In the case of asparagine and glutamine, a dicyclohexylcarbodiimide coupling reaction was used in the presence of hydroxylbenzotriazole. Benzyl-based side chain protection and Boc alpha-amine protection reactions were used. Other commonly used side chain protection means include Boc (propyl) tryptophan, Boc methionine slapoxide, Boc (tosyl) arginine, Boc (methylbenzyl) cysteine, Boc (tosyl) histidine, Boc (chlorobenzyloxycarbonyl) lysine And Boc (bromobenzyloxycarbonyl) tyrosine.

When a radiolabel was applied to the peptide, an acetylated amino end group was used as 3H-acetic acid and excess dicyclohexylcarbodiimide. Deprotection and cleavage of the peptides from the resin were done by Tam's low-high 'HF protocol (Tam co-investigator). Extraction from the resin was performed with 5% acetic acid and the extract was subjected to gel filtration chromatography in 5% acetic acid.
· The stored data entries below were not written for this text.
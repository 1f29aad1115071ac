//! Commit records pulled from history.

use chrono::{DateTime, FixedOffset};
use git2::Commit;

use crate::error::{Result, SheetError};

/// Author name used when a commit carries none (or a non UTF-8 one).
pub const UNKNOWN_AUTHOR: &str = "Unknown";

/// One historical change, as recorded at commit time.
#[derive(Debug, Clone, PartialEq, Eq)]
pub struct CommitRecord {
    /// Full hex object id of the commit.
    pub hash: String,
    /// Author name as recorded at commit time.
    pub author_name: String,
    /// Author timestamp with the offset it was recorded in.
    pub authored_at: DateTime<FixedOffset>,
    /// Raw commit message.
    pub message: String,
    /// Branch the commit was first observed on, when branch tagging is enabled.
    pub branch: Option<String>,
}

impl CommitRecord {
    /// Creates an untagged record.
    pub fn new(
        hash: impl Into<String>,
        author_name: impl Into<String>,
        authored_at: DateTime<FixedOffset>,
        message: impl Into<String>,
    ) -> Self {
        Self {
            hash: hash.into(),
            author_name: author_name.into(),
            authored_at,
            message: message.into(),
            branch: None,
        }
    }

    /// Returns the record tagged with the given branch.
    #[must_use]
    pub fn on_branch(mut self, branch: impl Into<String>) -> Self {
        self.branch = Some(branch.into());
        self
    }

    /// Builds a record from a `git2::Commit`, using author (not committer) time.
    pub fn from_git_commit(commit: &Commit) -> Result<Self> {
        let hash = commit.id().to_string();
        let author = commit.author();
        let author_name = author.name().unwrap_or(UNKNOWN_AUTHOR).to_string();

        let when = author.when();
        let offset = FixedOffset::east_opt(when.offset_minutes() * 60)
            .or_else(|| FixedOffset::east_opt(0))
            .ok_or_else(|| SheetError::Git(git2::Error::from_str("invalid author offset")))?;
        let authored_at = DateTime::from_timestamp(when.seconds(), 0)
            .ok_or_else(|| {
                SheetError::Git(git2::Error::from_str(&format!(
                    "invalid author timestamp on commit {hash}"
                )))
            })?
            .with_timezone(&offset);

        let message = String::from_utf8_lossy(commit.message_bytes()).into_owned();

        Ok(Self {
            hash,
            author_name,
            authored_at,
            message,
            branch: None,
        })
    }
}
//! CSV serialization of a [`LogTable`].

use std::io::Write;

use crate::error::{Result, SheetError};
use crate::timesheet::LogTable;

/// Writes the header and all rows of `table` to `writer`.
pub fn write_csv<W: Write>(table: &LogTable, writer: W) -> Result<()> {
    let mut csv_writer = csv::Writer::from_writer(writer);
    for record in table.records() {
        csv_writer.write_record(&record).map_err(csv_error)?;
    }
    csv_writer
        .flush()
        .map_err(|e| SheetError::io("<csv output>", e))?;
    Ok(())
}

/// Serializes `table` into an in-memory buffer.
pub fn to_csv_bytes(table: &LogTable) -> Result<Vec<u8>> {
    let mut buffer = Vec::new();
    write_csv(table, &mut buffer)?;
    Ok(buffer)
}

fn csv_error(err: csv::Error) -> SheetError {
    let source = match err.into_kind() {
        csv::ErrorKind::Io(io) => io,
        other => std::io::Error::new(std::io::ErrorKind::InvalidData, format!("{other:?}")),
    };
    SheetError::io("<csv output>", source)
}
//! In-memory commit graph implementing [`HistorySource`].
//!
//! Used to exercise the collector without an on-disk repository.

use std::collections::{BTreeMap, HashMap, HashSet};

use crate::error::{Result, SheetError};
use crate::git::{BranchRef, CommitRecord, HistorySource, HistoryWalk};

/// Tip prefix of broken branches; never a commit hash.
const DANGLING_PREFIX: &str = "dangling:";

#[derive(Debug, Clone)]
struct Node {
    record: CommitRecord,
    parents: Vec<String>,
}

/// A fixed commit graph with named branches.
#[derive(Debug, Clone, Default)]
pub struct InMemoryHistory {
    commits: HashMap<String, Node>,
    branches: BTreeMap<String, String>,
    broken: HashSet<String>,
}

impl InMemoryHistory {
    /// Creates an empty history.
    pub fn new() -> Self {
        Self::default()
    }

    /// Adds a commit with the given parent hashes.
    pub fn add_commit(&mut self, record: CommitRecord, parents: &[&str]) -> &mut Self {
        let parents = parents.iter().map(|p| (*p).to_string()).collect();
        self.commits
            .insert(record.hash.clone(), Node { record, parents });
        self
    }

    /// Points `name` at `tip`.
    pub fn set_branch(&mut self, name: &str, tip: &str) -> &mut Self {
        self.branches.insert(name.to_string(), tip.to_string());
        self
    }

    /// Makes walks starting at this branch fail, simulating a corrupt ref.
    ///
    /// Other branches sharing the same tip stay readable.
    pub fn break_branch(&mut self, name: &str) -> &mut Self {
        self.broken.insert(name.to_string());
        self
    }

    /// Reference reported for `name`; a broken branch points at a missing object.
    fn branch_ref(&self, name: &str, tip: &str) -> BranchRef {
        if self.broken.contains(name) {
            BranchRef::new(name, format!("{DANGLING_PREFIX}{name}"))
        } else {
            BranchRef::new(name, tip)
        }
    }
}

impl HistorySource for InMemoryHistory {
    fn list_branches(&self) -> Result<Vec<BranchRef>> {
        Ok(self
            .branches
            .iter()
            .map(|(name, tip)| self.branch_ref(name, tip))
            .collect())
    }

    fn resolve_branch(&self, name: &str) -> Result<BranchRef> {
        self.branches
            .get(name)
            .map(|tip| self.branch_ref(name, tip))
            .ok_or_else(|| SheetError::BranchNotFound {
                branch: name.to_string(),
            })
    }

    fn walk_history<'a>(&'a self, tip: &str) -> Result<HistoryWalk<'a>> {
        if !self.commits.contains_key(tip) {
            return Err(SheetError::Git(git2::Error::from_str(&format!(
                "object not found - no match for id ({tip})"
            ))));
        }

        // Reachable set, newest first; equal timestamps keep discovery order.
        let mut visited = HashSet::new();
        let mut stack = vec![tip.to_string()];
        let mut reachable = Vec::new();
        while let Some(hash) = stack.pop() {
            if !visited.insert(hash.clone()) {
                continue;
            }
            if let Some(node) = self.commits.get(&hash) {
                reachable.push(node.record.clone());
                stack.extend(node.parents.iter().rev().cloned());
            }
        }
        reachable.sort_by(|a, b| b.authored_at.cmp(&a.authored_at));

        Ok(Box::new(reachable.into_iter().map(Ok)))
    }
}

#[cfg(test)]
mod tests {
    use chrono::DateTime;

    use super::*;

    fn record(hash: &str, ts: &str) -> CommitRecord {
        let at = DateTime::parse_from_rfc3339(ts).unwrap();
        CommitRecord::new(hash, "Dev", at, format!("chore: {hash}"))
    }

    #[test]
    fn walk_is_newest_first() {
        let mut history = InMemoryHistory::new();
        history
            .add_commit(record("a", "2024-01-01T00:00:00Z"), &[])
            .add_commit(record("b", "2024-01-02T00:00:00Z"), &["a"])
            .add_commit(record("c", "2024-01-03T00:00:00Z"), &["b"])
            .set_branch("main", "c");

        let hashes: Vec<String> = history
            .walk_history("c")
            .unwrap()
            .map(|r| r.unwrap().hash)
            .collect();
        assert_eq!(hashes, vec!["c", "b", "a"]);
    }

    #[test]
    fn broken_branch_fails_to_walk() {
        let mut history = InMemoryHistory::new();
        history
            .add_commit(record("a", "2024-01-01T00:00:00Z"), &[])
            .set_branch("bad", "a")
            .break_branch("bad");

        let bad = history.resolve_branch("bad").unwrap();
        assert_eq!(bad.name, "bad");
        assert!(history.walk_history(&bad.tip).is_err());
    }

    #[test]
    fn broken_branch_leaves_shared_tip_readable() {
        let mut history = InMemoryHistory::new();
        history
            .add_commit(record("a", "2024-01-01T00:00:00Z"), &[])
            .add_commit(record("b", "2024-01-02T00:00:00Z"), &["a"])
            .set_branch("bad", "b")
            .set_branch("good", "b")
            .break_branch("bad");

        let branches = history.list_branches().unwrap();
        let good = branches.iter().find(|b| b.name == "good").unwrap();
        let bad = branches.iter().find(|b| b.name == "bad").unwrap();
        assert_eq!(good.tip, "b");

        let hashes: Vec<String> = history
            .walk_history(&good.tip)
            .unwrap()
            .map(|r| r.unwrap().hash)
            .collect();
        assert_eq!(hashes, vec!["b", "a"]);
        assert!(history.walk_history(&bad.tip).is_err());
    }

    #[test]
    fn resolve_missing_branch() {
        let history = InMemoryHistory::new();
        assert!(matches!(
            history.resolve_branch("nope"),
            Err(SheetError::BranchNotFound { .. })
        ));
    }
}
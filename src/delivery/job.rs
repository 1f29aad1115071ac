//! Background delivery of an uploaded timesheet.

use std::sync::Arc;

use chrono::{DateTime, Local, TimeZone};
use tokio::task::JoinHandle;
use tracing::{error, info, warn};

use crate::delivery::mailer::{EmailAttachment, Mailer, OutgoingEmail, Recipients};
use crate::delivery::slack::SlackNotifier;
use crate::identity::display_name;

/// Everything one delivery needs, owned so it can outlive the request.
#[derive(Debug, Clone)]
pub struct DeliveryJob {
    /// Name of the stored file, including extension.
    pub file_name: String,
    /// File contents.
    pub data: Vec<u8>,
    /// Who receives the email.
    pub recipients: Recipients,
    /// Repository the timesheet was generated from, if known.
    pub repo_name: Option<String>,
    /// Link to the timesheet in the frontend.
    pub link: String,
}

/// Subject line for a timesheet received at `at`.
pub fn subject<Tz: TimeZone>(repo_name: Option<&str>, at: &DateTime<Tz>) -> String
where
    Tz::Offset: std::fmt::Display,
{
    format!(
        "TimeSheet received for {}, {}",
        repo_name.unwrap_or("unknown repository"),
        at.format("%B %-d %Y, %-I:%M %p")
    )
}

/// HTML body with a greeting and the dashboard link.
pub fn render_html(recipient_name: &str, link: &str) -> String {
    format!(
        "<!DOCTYPE html>\n\
         <html><body>\n\
         <p>Hi {recipient_name},</p>\n\
         <p>A new timesheet has been submitted. The CSV is attached; you can also view it online:</p>\n\
         <p><a href=\"{link}\">{link}</a></p>\n\
         </body></html>\n"
    )
}

impl DeliveryJob {
    /// Builds the email for this job.
    pub fn email(&self) -> OutgoingEmail {
        let to = &self.recipients.to;
        let greeting = to
            .name
            .clone()
            .filter(|n| !n.trim().is_empty())
            .unwrap_or_else(|| display_name(to.email.user()));

        OutgoingEmail {
            recipients: self.recipients.clone(),
            subject: subject(self.repo_name.as_deref(), &Local::now()),
            html: render_html(&greeting, &self.link),
            attachments: vec![EmailAttachment {
                file_name: self.file_name.clone(),
                content_type: "text/csv".to_string(),
                data: self.data.clone(),
            }],
        }
    }

    /// Sends the email, then the optional Slack notice.
    ///
    /// Failures are logged and never propagated; the stored file is
    /// unaffected by them.
    pub async fn run(self, mailer: Arc<dyn Mailer>, notifier: Option<Arc<SlackNotifier>>) {
        let email = self.email();
        if let Err(e) = mailer.send(&email).await {
            error!(file = %self.file_name, error = %e, "Failed to email timesheet");
            return;
        }
        info!(file = %self.file_name, to = %self.recipients.to, "Timesheet emailed");

        if let Some(notifier) = notifier {
            if let Err(e) = notifier.notify(&self.file_name, &self.link).await {
                warn!(file = %self.file_name, error = %e, "Slack notification failed");
            }
        }
    }

    /// Runs the job on a detached task.
    pub fn spawn(
        self,
        mailer: Arc<dyn Mailer>,
        notifier: Option<Arc<SlackNotifier>>,
    ) -> JoinHandle<()> {
        tokio::spawn(self.run(mailer, notifier))
    }
}
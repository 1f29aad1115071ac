//! Export sink: CSV serialization to local disk or a remote backend.

pub mod naming;
pub mod serialize;
pub mod uploader;

pub use naming::{disambiguator, repo_name_from_file_name, OutputName};
pub use serialize::{to_csv_bytes, write_csv};
pub use uploader::CsvUploader;

use std::fmt;
use std::fs;
use std::path::{Path, PathBuf};

use tracing::info;
use url::Url;

use crate::error::{Result, SheetError};
use crate::timesheet::LogTable;

/// Where an export goes.
#[derive(Debug, Clone, PartialEq, Eq)]
pub enum Destination {
    /// A directory on local disk, created on demand.
    Local {
        /// Output directory.
        dir: PathBuf,
    },
    /// A backend accepting `POST {base_url}/csv`.
    Remote {
        /// Backend base URL.
        base_url: Url,
    },
}

impl Destination {
    /// Remote when a backend URL is configured, local otherwise.
    pub fn resolve(backend_url: Option<Url>, out_dir: impl Into<PathBuf>) -> Self {
        match backend_url {
            Some(base_url) => Self::Remote { base_url },
            None => Self::Local {
                dir: out_dir.into(),
            },
        }
    }
}

/// What the caller can report after a successful export.
#[derive(Debug, Clone, PartialEq, Eq)]
pub enum ExportReference {
    /// File written locally.
    Local {
        /// File name inside the output directory.
        file_name: String,
        /// Full path of the written file.
        path: PathBuf,
    },
    /// File accepted by the backend.
    Remote {
        /// Name the backend stored the file under.
        file_name: String,
        /// Download link.
        url: String,
    },
}

impl ExportReference {
    /// File name of the exported artifact.
    pub fn file_name(&self) -> &str {
        match self {
            Self::Local { file_name, .. } | Self::Remote { file_name, .. } => file_name,
        }
    }
}

impl fmt::Display for ExportReference {
    fn fmt(&self, f: &mut fmt::Formatter<'_>) -> fmt::Result {
        match self {
            Self::Local { path, .. } => write!(f, "CSV generated: {}", path.display()),
            Self::Remote { url, .. } => write!(f, "Get your csv from here: {url}"),
        }
    }
}

/// Serializes `table` and delivers it to `destination`.
pub async fn export(
    table: &LogTable,
    destination: &Destination,
    repo_name: Option<&str>,
) -> Result<ExportReference> {
    let name = OutputName::generate(repo_name);
    match destination {
        Destination::Local { dir } => export_local(table, dir, &name),
        Destination::Remote { base_url } => export_remote(table, base_url, &name).await,
    }
}

/// Writes `table` to `dir/{name}`, creating `dir` if needed.
pub fn export_local(table: &LogTable, dir: &Path, name: &OutputName) -> Result<ExportReference> {
    fs::create_dir_all(dir).map_err(|e| SheetError::io(dir, e))?;

    let file_name = name.file_name();
    let path = dir.join(&file_name);
    let bytes = to_csv_bytes(table)?;
    fs::write(&path, bytes).map_err(|e| SheetError::io(&path, e))?;

    info!(path = %path.display(), rows = table.len(), "CSV written");
    Ok(ExportReference::Local { file_name, path })
}

/// Uploads `table` to the backend at `base_url`.
pub async fn export_remote(
    table: &LogTable,
    base_url: &Url,
    name: &OutputName,
) -> Result<ExportReference> {
    let bytes = to_csv_bytes(table)?;
    let uploader = CsvUploader::new(base_url)?;
    let stored = uploader.upload(&name.file_name(), bytes).await?;
    let url = uploader.download_url(&stored);

    Ok(ExportReference::Remote {
        file_name: stored,
        url,
    })
}
//! Git history access and commit collection.

pub mod collector;
pub mod commit;
pub mod history;
pub mod memory;
pub mod repository;

pub use collector::{CommitCollector, Cutoff, SeenHashes};
pub use commit::CommitRecord;
pub use history::{BranchRef, HistorySource, HistoryWalk};
pub use memory::InMemoryHistory;
pub use repository::GitRepository;
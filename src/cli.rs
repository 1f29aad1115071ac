//! CLI interface for gitsheet.

use anyhow::Result;
use clap::{Parser, Subcommand};

pub mod generate;
pub mod serve;

/// gitsheet: timesheets from git history.
#[derive(Parser)]
#[command(name = "gitsheet")]
#[command(about = "Builds CSV timesheets from git commit history", long_about = None)]
#[command(version)]
pub struct Cli {
    /// The command to execute.
    #[command(subcommand)]
    pub command: Commands,
}

/// Top-level commands.
#[derive(Subcommand)]
pub enum Commands {
    /// Collects commits and exports a timesheet CSV.
    Generate(generate::GenerateCommand),
    /// Runs the HTTP server that receives and forwards timesheets.
    Serve(serve::ServeCommand),
}

impl Cli {
    /// Executes the CLI command.
    pub async fn execute(self) -> Result<()> {
        match self.command {
            Commands::Generate(cmd) => cmd.execute().await,
            Commands::Serve(cmd) => cmd.execute().await,
        }
    }
}
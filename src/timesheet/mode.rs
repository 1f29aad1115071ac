//! Output shaping policy.

use std::fmt;

use clap::ValueEnum;

/// Which derived column a timesheet carries.
///
/// Chosen once at startup and applied to every run of the process.
#[derive(Debug, Clone, Copy, Default, PartialEq, Eq, ValueEnum)]
pub enum OutputMode {
    /// Chronological rows with the elapsed time until the next commit.
    #[default]
    ElapsedTime,
    /// Chronological rows with the branch name and full commit hash.
    HashAndBranch,
}

const ELAPSED_TIME_HEADER: &[&str] = &[
    "Date",
    "Author Name",
    "Commit Type",
    "Scope",
    "Description",
    "TimeStamp",
];

const HASH_AND_BRANCH_HEADER: &[&str] = &[
    "Date",
    "Author Name",
    "Branch",
    "Commit Type",
    "Scope",
    "Description",
    "Hash",
];

impl OutputMode {
    /// The fixed header row for this mode.
    pub fn header(self) -> &'static [&'static str] {
        match self {
            Self::ElapsedTime => ELAPSED_TIME_HEADER,
            Self::HashAndBranch => HASH_AND_BRANCH_HEADER,
        }
    }

    /// Whether collected commits need their branch recorded.
    pub fn tags_branches(self) -> bool {
        matches!(self, Self::HashAndBranch)
    }
}

impl fmt::Display for OutputMode {
    fn fmt(&self, f: &mut fmt::Formatter<'_>) -> fmt::Result {
        match self {
            Self::ElapsedTime => write!(f, "elapsed-time"),
            Self::HashAndBranch => write!(f, "hash-and-branch"),
        }
    }
}
//! Shared test utilities for the `delivery` module.

use std::future::Future;
use std::pin::Pin;
use std::sync::{Arc, Mutex};

use crate::delivery::mailer::{Mailer, OutgoingEmail};
use crate::error::{Result, SheetError};

/// Mailer that records every email instead of sending it.
///
/// Use [`sent_handle`](Self::sent_handle) to read the recorded emails after
/// the mailer has been moved behind an `Arc<dyn Mailer>`.
#[derive(Default)]
pub(crate) struct RecordingMailer {
    sent: Arc<Mutex<Vec<OutgoingEmail>>>,
    fail: bool,
}

impl RecordingMailer {
    /// A mailer whose every send fails with a delivery error.
    pub(crate) fn failing() -> Self {
        Self {
            fail: true,
            ..Self::default()
        }
    }

    /// Shared handle to the recorded emails.
    pub(crate) fn sent_handle(&self) -> Arc<Mutex<Vec<OutgoingEmail>>> {
        Arc::clone(&self.sent)
    }
}

impl Mailer for RecordingMailer {
    fn send<'a>(
        &'a self,
        email: &'a OutgoingEmail,
    ) -> Pin<Box<dyn Future<Output = Result<()>> + Send + 'a>> {
        Box::pin(async move {
            if self.fail {
                return Err(SheetError::Delivery("smtp down".into()));
            }
            self.sent
                .lock()
                .map_err(|_| SheetError::Delivery("mailer lock poisoned".into()))?
                .push(email.clone());
            Ok(())
        })
    }
}
//! Semantic commit message classification.

use std::sync::LazyLock;

use regex::Regex;

/// Commit type reported for messages outside the grammar.
pub const UNKNOWN_TYPE: &str = "unknown";

// e.g. "feat(auth): implement 2fa and token refresh cycle"
#[allow(clippy::unwrap_used)] // Compile-time constant regex pattern
static SEMANTIC_COMMIT_PATTERN: LazyLock<Regex> = LazyLock::new(|| {
    Regex::new(r"^(?P<type>\w+)(?:\((?P<scope>[^)]+)\))?: (?P<description>.+)$").unwrap()
});

/// A commit message split into its semantic parts.
#[derive(Debug, Clone, PartialEq, Eq)]
pub struct ClassifiedCommit {
    /// Type token, or `"unknown"`.
    pub commit_type: String,
    /// Scope token, empty when absent.
    pub scope: String,
    /// Description, or the whole message when the grammar does not match.
    pub description: String,
}

/// Classifies `message` against `type(scope): description`.
///
/// Only the first line is matched. Captures are returned verbatim; a message
/// that does not match yields `("unknown", "", message)` with `message`
/// unmodified.
pub fn classify(message: &str) -> ClassifiedCommit {
    let first_line = message.lines().next().unwrap_or_default();

    match SEMANTIC_COMMIT_PATTERN.captures(first_line) {
        Some(caps) => {
            let group = |name: &str| {
                caps.name(name)
                    .map(|m| m.as_str().to_string())
                    .unwrap_or_default()
            };
            ClassifiedCommit {
                commit_type: group("type"),
                scope: group("scope"),
                description: group("description"),
            }
        }
        None => ClassifiedCommit {
            commit_type: UNKNOWN_TYPE.to_string(),
            scope: String::new(),
            description: message.to_string(),
        },
    }
}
Synthetic HIV peptides were tested for reactivity with monoclonal antibodies comprising peptides 29, 36 and 39. Peptide 29 was encoded with a LAV _BRU genome band of about bp 6688 to bp 6750. Peptide 36 was encoded in a band of about bp 7246 to bp 7317, and peptide 39 was recorded in a band of about bp 7516 to bp 7593. Peptides 36 and 39 are described in detail in US Pat. No. 4,629,783.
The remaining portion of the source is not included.